**EXERCISE REQUIREMENTS:** Every entry that follows needs to be repeated exactly.

Records drawn from a dataset
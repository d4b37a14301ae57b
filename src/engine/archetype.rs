//! Archetype storage: all entities sharing one exact component set.
//!
//! An [`Archetype`] owns one [`Column`] per set bit of its mask plus two
//! parallel entity indices: a dense `index → entity` vector and its
//! reverse `entity → index` map. Entity removal is swap-and-pop, so
//! surviving indices stay dense and every column stays row-aligned with
//! the entity vector.
//!
//! ## Invariants (held at every quiescent moment)
//! - `index_to_entity.len() == entity_to_index.len()` and both equal the
//!   element count of every owned column.
//! - For all `i < count`: `entity_to_index[index_to_entity[i]] == i`.
//! - The mask's set bits are exactly the occupied column slots.
//!
//! ## Lifecycle
//! Archetypes are created lazily by the world the first time an entity
//! needs their component set, and persist for the world's lifetime; the
//! empty archetype is the destination after removing every component.

use crate::engine::component::{component_id_of, component_info, Component};
use crate::engine::error::RegistryError;
use crate::engine::storage::Column;
use crate::engine::types::{ComponentMask, ComponentTypeId, EntityId, MAX_COMPONENTS};
use crate::HashMap;

/// Storage for every entity whose component set equals one mask.
pub struct Archetype {
    mask: ComponentMask,
    columns: Vec<Option<Column>>,
    index_to_entity: Vec<EntityId>,
    entity_to_index: HashMap<EntityId, usize>,
}

impl Archetype {
    /// Creates the archetype for the empty mask. Infallible: it owns no
    /// columns.
    pub(crate) fn empty() -> Self {
        Self {
            mask: ComponentMask::EMPTY,
            columns: (0..MAX_COMPONENTS).map(|_| None).collect(),
            index_to_entity: Vec::new(),
            entity_to_index: HashMap::new(),
        }
    }

    /// Creates an empty archetype for `mask`, allocating one column slot
    /// per set bit, each bound to the registered [`TypeInfo`] of its id.
    ///
    /// ## Errors
    /// [`RegistryError::UnknownTypeId`] if a mask bit does not correspond
    /// to a registered component type.
    ///
    /// [`TypeInfo`]: crate::engine::component::TypeInfo
    pub fn new(mask: ComponentMask) -> Result<Self, RegistryError> {
        let mut archetype = Self::empty();
        archetype.mask = mask;
        for id in mask.iter() {
            archetype.columns[id as usize] = Some(Column::new(component_info(id)?));
        }
        Ok(archetype)
    }

    /// The component mask identifying this archetype.
    #[inline]
    pub fn mask(&self) -> ComponentMask {
        self.mask
    }

    /// Number of entities stored.
    #[inline]
    pub fn entity_count(&self) -> usize {
        self.index_to_entity.len()
    }

    /// Returns `true` if no entity is stored.
    #[inline]
    pub fn is_empty(&self) -> bool {
        self.index_to_entity.is_empty()
    }

    /// Returns `true` if `entity` currently lives in this archetype.
    #[inline]
    pub fn contains(&self, entity: EntityId) -> bool {
        self.entity_to_index.contains_key(&entity)
    }

    /// Dense row index of `entity`, if present.
    #[inline]
    pub fn index_of(&self, entity: EntityId) -> Option<usize> {
        self.entity_to_index.get(&entity).copied()
    }

    /// Entity stored at row `index`.
    #[inline]
    pub fn entity_at(&self, index: usize) -> Option<EntityId> {
        self.index_to_entity.get(index).copied()
    }

    /// The dense entity vector, row-aligned with every column.
    #[inline]
    pub fn entities(&self) -> &[EntityId] {
        &self.index_to_entity
    }

    /// Shared access to the column for `id`, if this archetype owns one.
    #[inline]
    pub fn column(&self, id: ComponentTypeId) -> Option<&Column> {
        self.columns.get(id as usize).and_then(|slot| slot.as_ref())
    }

    /// Exclusive access to the column for `id`, if this archetype owns
    /// one.
    #[inline]
    pub fn column_mut(&mut self, id: ComponentTypeId) -> Option<&mut Column> {
        self.columns.get_mut(id as usize).and_then(|slot| slot.as_mut())
    }

    /// Registers `entity` at the next dense row and returns that row.
    ///
    /// Does **not** construct component values: the caller must follow up
    /// with exactly one push into each owned column so rows stay aligned.
    pub fn add_entity(&mut self, entity: EntityId) -> usize {
        debug_assert!(!self.contains(entity), "entity already in archetype");
        let index = self.index_to_entity.len();
        self.index_to_entity.push(entity);
        self.entity_to_index.insert(entity, index);
        index
    }

    /// Removes `entity` by swap-and-pop, destroying its component values
    /// and fixing up the index of the entity that swapped into its row.
    ///
    /// Removing an entity that is not present is a programming error:
    /// debug builds assert, release builds return silently.
    pub fn remove_entity(&mut self, entity: EntityId) {
        self.remove_entity_migrated(entity, ComponentMask::EMPTY);
    }

    /// Removal variant used during migration: columns whose bit is in
    /// `preserved` had their slot relocated into the target archetype, so
    /// compaction must not destroy them; every other column destroys its
    /// slot as usual.
    pub(crate) fn remove_entity_migrated(&mut self, entity: EntityId, preserved: ComponentMask) {
        let Some(index) = self.entity_to_index.remove(&entity) else {
            debug_assert!(false, "entity not present in archetype");
            return;
        };

        let last = self.index_to_entity.len() - 1;
        if index != last {
            let moved = self.index_to_entity[last];
            self.entity_to_index.insert(moved, index);
            self.index_to_entity.swap(index, last);
        }
        self.index_to_entity.pop();

        for (id, column) in self
            .columns
            .iter_mut()
            .enumerate()
            .filter_map(|(slot, column)| column.as_mut().map(|c| (slot as ComponentTypeId, c)))
        {
            if preserved.has(id) {
                column.swap_forget(index);
            } else {
                column.swap_remove(index);
            }
        }

        debug_assert_eq!(self.index_to_entity.len(), self.entity_to_index.len());
    }

    /// Destroys every element in every column and clears both entity
    /// indices. The mask and the columns themselves remain.
    pub fn clear(&mut self) {
        for column in self.columns.iter_mut().filter_map(|slot| slot.as_mut()) {
            column.clear();
        }
        self.index_to_entity.clear();
        self.entity_to_index.clear();
    }

    /// Typed shared reference to `entity`'s component of type `T`.
    ///
    /// Returns `None` if the entity is not stored here or `T` is not part
    /// of this archetype's mask.
    pub fn get<T: Component>(&self, entity: EntityId) -> Option<&T> {
        let index = self.index_of(entity)?;
        self.component_at::<T>(index)
    }

    /// Typed exclusive reference to `entity`'s component of type `T`.
    pub fn get_mut<T: Component>(&mut self, entity: EntityId) -> Option<&mut T> {
        let index = self.index_of(entity)?;
        let id = component_id_of::<T>().ok()?;
        let column = self.column_mut(id)?;
        Some(unsafe { column.get_mut::<T>(index) })
    }

    /// Typed shared reference to the component of type `T` at row
    /// `index`.
    pub fn component_at<T: Component>(&self, index: usize) -> Option<&T> {
        if index >= self.index_to_entity.len() {
            return None;
        }
        let id = component_id_of::<T>().ok()?;
        let column = self.column(id)?;
        Some(unsafe { column.get::<T>(index) })
    }

    /// Raw base pointer of the dense entity vector, for iteration that
    /// must not hold a borrow of the archetype.
    #[inline]
    pub(crate) fn entities_ptr(&self) -> *const EntityId {
        self.index_to_entity.as_ptr()
    }
}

**COMPLETED TASK:**
repository d4b37a14301ae57b
filename src/engine/archetype.rs
//! Archetype storage: all entities sharing one exact component set.
//!
//! An [`Archetype`] owns one [`Column`] per set bit of its mask plus two
//! parallel entity indices: a dense `index → entity` vector and its
//! reverse `entity → index` map. Entity removal is swap-and-pop, so
//! surviving indices stay dense and every column stays row-aligned with
//! the entity vector.
//!
//! ## Invariants (held at every quiescent moment)
//! - `index_to_entity.len() == entity_to_index.len()` and both equal the
//!   element count of every owned column.
//! - For all `i < count`: `entity_to_index[index_to_entity[i]] == i`.
//! - The mask's set bits are exactly the occupied column slots.
//!
//! ## Lifecycle
//! Archetypes are created lazily by the world the first time an entity
//! needs their component set, and persist for the world's lifetime; the
//! empty archetype is the destination after removing every component.

use crate::engine::component::{component_id_of, component_info, Component};
use crate::engine::error::RegistryError;
use crate::engine::storage::Column;
use crate::engine::types::{ComponentMask, ComponentTypeId, EntityId, MAX_COMPONENTS};
use crate::HashMap;

/// Storage for every entity whose component set equals one mask.
pub struct Archetype {
    mask: ComponentMask,
    columns: Vec<Option<Column>>,
    index_to_entity: Vec<EntityId>,
    entity_to_index: HashMap<EntityId, usize>,
}

impl Archetype {
    /// Creates the archetype for the empty mask. Infallible: it owns no
    /// columns.
    pub(crate) fn empty() -> Self {
        Self {
            mask: ComponentMask::EMPTY,
            columns: (0..MAX_COMPONENTS).map(|_| None).collect(),
            index_to_entity: Vec::new(),
            entity_to_index: HashMap::new(),
        }
    }

    /// Creates an empty archetype for `mask`, allocating one column slot
    /// per set bit, each bound to the registered [`TypeInfo`] of its id.
    ///
    /// ## Errors
    /// [`RegistryError::UnknownTypeId`] if a mask bit does not correspond
    /// to a registered component type.
    ///
    /// [`TypeInfo`]: crate::engine::component::TypeInfo
    pub fn new(mask: ComponentMask) -> Result<Self, RegistryError> {
        let mut archetype = Self::empty();
        archetype.mask = mask;
        for id in mask.iter() {
            archetype.columns[id as usize] = Some(Column::new(component_info(id)?));
        }
        Ok(archetype)
    }

    /// The component mask identifying this archetype.
    #[inline]
    pub fn mask(&self) -> ComponentMask {
        self.mask
    }

    /// Number of entities stored.
    #[inline]
    pub fn entity_count(&self) -> usize {
        self.index_to_entity.len()
    }

    /// Returns `true` if no entity is stored.
    #[inline]
    pub fn is_empty(&self) -> bool {
        self.index_to_entity.is_empty()
    }

    /// Returns `true` if `entity` currently lives in this archetype.
    #[inline]
    pub fn contains(&self, entity: EntityId) -> bool {
        self.entity_to_index.contains_key(&entity)
    }

    /// Dense row index of `entity`, if present.
    #[inline]
    pub fn index_of(&self, entity: EntityId) -> Option<usize> {
        self.entity_to_index.get(&entity).copied()
    }

    /// Entity stored at row `index`.
    #[inline]
    pub fn entity_at(&self, index: usize) -> Option<EntityId> {
        self.index_to_entity.get(index).copied()
    }

    /// The dense entity vector, row-aligned with every column.
    #[inline]
    pub fn entities(&self) -> &[EntityId] {
        &self.index_to_entity
    }

    /// Shared access to the column for `id`, if this archetype owns one.
    #[inline]
    pub fn column(&self, id: ComponentTypeId) -> Option<&Column> {
        self.columns.get(id as usize).and_then(|slot| slot.as_ref())
    }

    /// Exclusive access to the column for `id`, if this archetype owns
    /// one.
    #[inline]
    pub fn column_mut(&mut self, id: ComponentTypeId) -> Option<&mut Column> {
        self.columns.get_mut(id as usize).and_then(|slot| slot.as_mut())
    }

    /// Registers `entity` at the next dense row and returns that row.
    ///
    /// Does **not** construct component values: the caller must follow up
    /// with exactly one push into each owned column so rows stay aligned.
    pub fn add_entity(&mut self, entity: EntityId) -> usize {
        debug_assert!(!self.contains(entity), "entity already in archetype");
        let index = self.index_to_entity.len();
        self.index_to_entity.push(entity);
        self.entity_to_index.insert(entity, index);
        index
    }

    /// Removes `entity` by swap-and-pop, destroying its component values
    /// and fixing up the index of the entity that swapped into its row.
    ///
    /// Removing an entity that is not present is a programming error:
    /// debug builds assert, release builds return silently.
    pub fn remove_entity(&mut self, entity: EntityId) {
        self.remove_entity_migrated(entity, ComponentMask::EMPTY);
    }

    /// Removal variant used during migration: columns whose bit is in
    /// `preserved` had their slot relocated into the target archetype, so
    /// compaction must not destroy them; every other column destroys its
    /// slot as usual.
    pub(crate) fn remove_entity_migrated(&mut self, entity: EntityId, preserved: ComponentMask) {
        let Some(index) = self.entity_to_index.remove(&entity) else {
            debug_assert!(false, "entity not present in archetype");
            return;
        };

        let last = self.index_to_entity.len() - 1;
        if index != last {
            let moved = self.index_to_entity[last];
            self.entity_to_index.insert(moved, index);
            self.index_to_entity.swap(index, last);
        }
        self.index_to_entity.pop();

        for (id, column) in self
            .columns
            .iter_mut()
            .enumerate()
            .filter_map(|(slot, column)| column.as_mut().map(|c| (slot as ComponentTypeId, c)))
        {
            if preserved.has(id) {
                column.swap_forget(index);
            } else {
                column.swap_remove(index);
            }
        }

        debug_assert_eq!(self.index_to_entity.len(), self.entity_to_index.len());
    }

    /// Destroys every element in every column and clears both entity
    /// indices. The mask and the columns themselves remain.
    pub fn clear(&mut self) {
        for column in self.columns.iter_mut().filter_map(|slot| slot.as_mut()) {
            column.clear();
        }
        self.index_to_entity.clear();
        self.entity_to_index.clear();
    }

    /// Typed shared reference to `entity`'s component of type `T`.
    ///
    /// Returns `None` if the entity is not stored here or `T` is not part
    /// of this archetype's mask.
    pub fn get<T: Component>(&self, entity: EntityId) -> Option<&T> {
        let index = self.index_of(entity)?;
        self.component_at::<T>(index)
    }

    /// Typed exclusive reference to `entity`'s component of type `T`.
    pub fn get_mut<T: Component>(&mut self, entity: EntityId) -> Option<&mut T> {
        let index = self.index_of(entity)?;
        let id = component_id_of::<T>().ok()?;
        let column = self.column_mut(id)?;
        Some(unsafe { column.get_mut::<T>(index) })
    }

    /// Typed shared reference to the component of type `T` at row
    /// `index`.
    pub fn component_at<T: Component>(&self, index: usize) -> Option<&T> {
        if index >= self.index_to_entity.len() {
            return None;
        }
        let id = component_id_of::<T>().ok()?;
        let column = self.column(id)?;
        Some(unsafe { column.get::<T>(index) })
    }

    /// Raw base pointer of the dense entity vector, for iteration that
    /// must not hold a borrow of the archetype.
    #[inline]
    pub(crate) fn entities_ptr(&self) -> *const EntityId {
        self.index_to_entity.as_ptr()
    }
}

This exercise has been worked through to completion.